Extract all lines from the data beneath that include the word "decor".

___

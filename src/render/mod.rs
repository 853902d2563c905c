//! Renderer dispatch: field descriptor + bound value -> widget tree.

mod battle;
mod decor;
mod general;
pub mod generic;
mod inventory;
mod recruitment;
mod roster;
mod virtual_fields;

pub use battle::{CharacterFilter, MAX_PLAYABLE_CHARACTERS, RuneSlotPolicy, WEAPON_RUNES, rune_options};
pub use inventory::MAX_RENDERED_ITEMS;
pub use recruitment::{RecruitStatus, derive_status};
pub use virtual_fields::{COOK_OFF_FLAG_INDICES, COOK_OFF_STAGES, CookOffStage, cook_off_stage};

use crate::{
    SaveValue,
    catalog::Catalog,
    edit::DataPath,
    prefs::SessionToggles,
    schema::{self, FieldDescriptor},
    widget::Widget,
};

/// View options that are neither save data nor persisted rules.
#[derive(Debug, Clone, Copy, Default, PartialEq, Eq)]
pub struct RenderOptions {
    pub rune_policy: RuneSlotPolicy,
    pub character_filter: CharacterFilter,
}

/// Everything a renderer may read besides its own field.
#[derive(Clone, Copy)]
pub struct RenderCtx<'a> {
    pub catalog: &'a Catalog,
    pub root: &'a SaveValue,
    pub toggles: &'a SessionToggles,
    pub options: &'a RenderOptions,
}

/// A descriptor resolved against the save: where its value lives and what it is.
#[derive(Debug, Clone)]
pub struct BoundField<'a> {
    pub descriptor: FieldDescriptor,
    pub path: DataPath,
    pub value: &'a SaveValue,
}

impl BoundField<'_> {
    pub fn key(&self) -> &'static str {
        self.descriptor.key
    }

    pub fn label(&self) -> &'static str {
        self.descriptor.label
    }
}

/// Argument set a renderer needs.
#[derive(Clone, Copy)]
pub enum Build {
    /// Only the field value.
    Value(fn(&BoundField) -> Widget),
    /// The field value plus lookup tables.
    Catalog(fn(&Catalog, &BoundField) -> Widget),
    /// Cross-field reads over the whole tree, the catalog and the session toggles.
    Tree(fn(&RenderCtx, &BoundField) -> Widget),
}

pub struct RendererEntry {
    pub kind: &'static str,
    pub build: Build,
}

pub static RENDERERS: &[RendererEntry] = &[
    RendererEntry {
        kind: schema::KIND_PARTY_MEMBERS,
        build: Build::Catalog(roster::party_members),
    },
    RendererEntry {
        kind: schema::KIND_KEY_ITEMS,
        build: Build::Catalog(roster::key_items),
    },
    RendererEntry {
        kind: schema::KIND_LOCATION,
        build: Build::Tree(virtual_fields::location),
    },
    RendererEntry {
        kind: schema::KIND_COOK_OFF,
        build: Build::Tree(virtual_fields::cook_off_progress),
    },
    RendererEntry {
        kind: schema::KIND_PLAY_TIME,
        build: Build::Value(general::play_time),
    },
    RendererEntry {
        kind: schema::KIND_ALIASES,
        build: Build::Value(general::mission_aliases),
    },
    RendererEntry {
        kind: schema::KIND_SKIP,
        build: Build::Value(general::skip),
    },
    RendererEntry {
        kind: schema::KIND_TABLE,
        build: Build::Catalog(inventory::item_table),
    },
    RendererEntry {
        kind: schema::KIND_BATH_ITEMS,
        build: Build::Catalog(decor::bath_items),
    },
    RendererEntry {
        kind: schema::KIND_BATTLE_CHARACTERS,
        build: Build::Tree(battle::battle_characters),
    },
    RendererEntry {
        kind: schema::KIND_RECRUITMENT,
        build: Build::Tree(recruitment::recruitment),
    },
];

pub fn renderer_for(kind: &str) -> Option<&'static RendererEntry> {
    RENDERERS.iter().find(|e| e.kind == kind)
}

/// Build the widget for one field. Missing or unknown renderer kinds use the generic binder.
pub fn dispatch(ctx: &RenderCtx, field: &BoundField) -> Widget {
    let Some(entry) = field.descriptor.renderer.and_then(renderer_for) else {
        return generic::bind_field(field);
    };
    match entry.build {
        Build::Value(build) => build(field),
        Build::Catalog(build) => build(ctx.catalog, field),
        Build::Tree(build) => build(ctx, field),
    }
}

/// Probe `game_data`, `party_data`, then the root for `key`.
pub(crate) fn probe<'a>(root: &'a SaveValue, key: &str) -> Option<(DataPath, &'a SaveValue)> {
    schema::PROBE_ORDER.iter().find_map(|base| {
        let base = DataPath::from_dotted(base);
        let path = base.key(key);
        path.resolve(root).map(|v| (path, v))
    })
}

#[cfg(test)]
pub(crate) mod test_support {
    use super::{BoundField, RenderCtx, RenderOptions};
    use crate::{
        SaveValue, catalog::Catalog, edit::DataPath, prefs::SessionToggles, schema,
        widget::Widget,
    };

    /// Render `key` bound at `path` with the given toggles.
    pub(crate) fn render_at(
        catalog: &Catalog,
        root: &SaveValue,
        toggles: SessionToggles,
        options: RenderOptions,
        key: &str,
        path: DataPath,
    ) -> Widget {
        let descriptor = *schema::descriptor(key).unwrap();
        let value = path.resolve(root).unwrap();
        let ctx = RenderCtx {
            catalog,
            root,
            toggles: &toggles,
            options: &options,
        };
        super::dispatch(
            &ctx,
            &BoundField {
                descriptor,
                path,
                value,
            },
        )
    }
}

#[cfg(test)]
mod tests {
    use super::{RENDERERS, probe, renderer_for, test_support::render_at};
    use crate::{
        SaveValue, catalog::tests::small, edit::DataPath, prefs::SessionToggles, schema,
        widget::Widget,
    };
    use std::collections::HashSet;

    #[test]
    fn registry_kinds_are_unique_and_known_to_schema() {
        let mut seen = HashSet::new();
        for entry in RENDERERS {
            assert!(seen.insert(entry.kind), "duplicate kind {}", entry.kind);
        }
        for d in schema::FIELDS {
            if let Some(kind) = d.renderer.filter(|k| *k != "bath_level") {
                assert!(renderer_for(kind).is_some(), "no renderer for {kind}");
            }
        }
    }

    #[test]
    fn unknown_kind_falls_back_to_generic_binder() {
        let root = SaveValue::parse(r#"{"game_data": {"furo_info": [1, 2]}}"#).unwrap();
        let w = render_at(
            &small(),
            &root,
            SessionToggles::default(),
            Default::default(),
            "furo_info",
            DataPath::from_dotted("game_data.furo_info"),
        );
        let Widget::Section { title, .. } = &w else {
            panic!("expected a section, got {w:?}");
        };
        assert_eq!(title, "Bath House Level [2]");
        assert_eq!(w.controls().len(), 2);
    }

    #[test]
    fn probe_prefers_game_data_then_party_data_then_root() {
        let root = SaveValue::parse(
            r#"{"gold": 1, "party_data": {"gold": 2}, "game_data": {"other": 0}}"#,
        )
        .unwrap();
        let (path, value) = probe(&root, "gold").unwrap();
        assert_eq!(path.to_string(), "party_data.gold");
        assert_eq!(value, &SaveValue::int(2));
        assert!(probe(&root, "missing").is_none());
    }
}
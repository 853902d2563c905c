//! Core library for GSDE, the Gensosuikoden II save editor.
//! Loads a save into an order-preserving tree, renders each field group as a
//! presentation-independent widget tree, and writes edits back byte-compatibly with
//! what the game expects.

pub mod catalog;
pub mod edit;
mod gui;
pub mod prefs;
pub mod render;
pub mod router;
mod save;
pub mod schema;
mod session;
pub mod statics;
mod value;
pub mod widget;

pub use catalog::{Catalog, CatalogError, CatalogSource};
pub use edit::{DataPath, EditError};
pub use gui::run_gui;
pub use save::{LoadError, LoadedSave, SourceEncoding};
pub use schema::Group;
pub use session::{EditorSession, FieldView};
pub use value::{SaveNumber, SaveValue};
pub use widget::{Control, ControlKind, Input, Widget, WidgetKey};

___

:: TASK RESULT ::
mod decor;
        build: Build::Catalog(decor::bath_items),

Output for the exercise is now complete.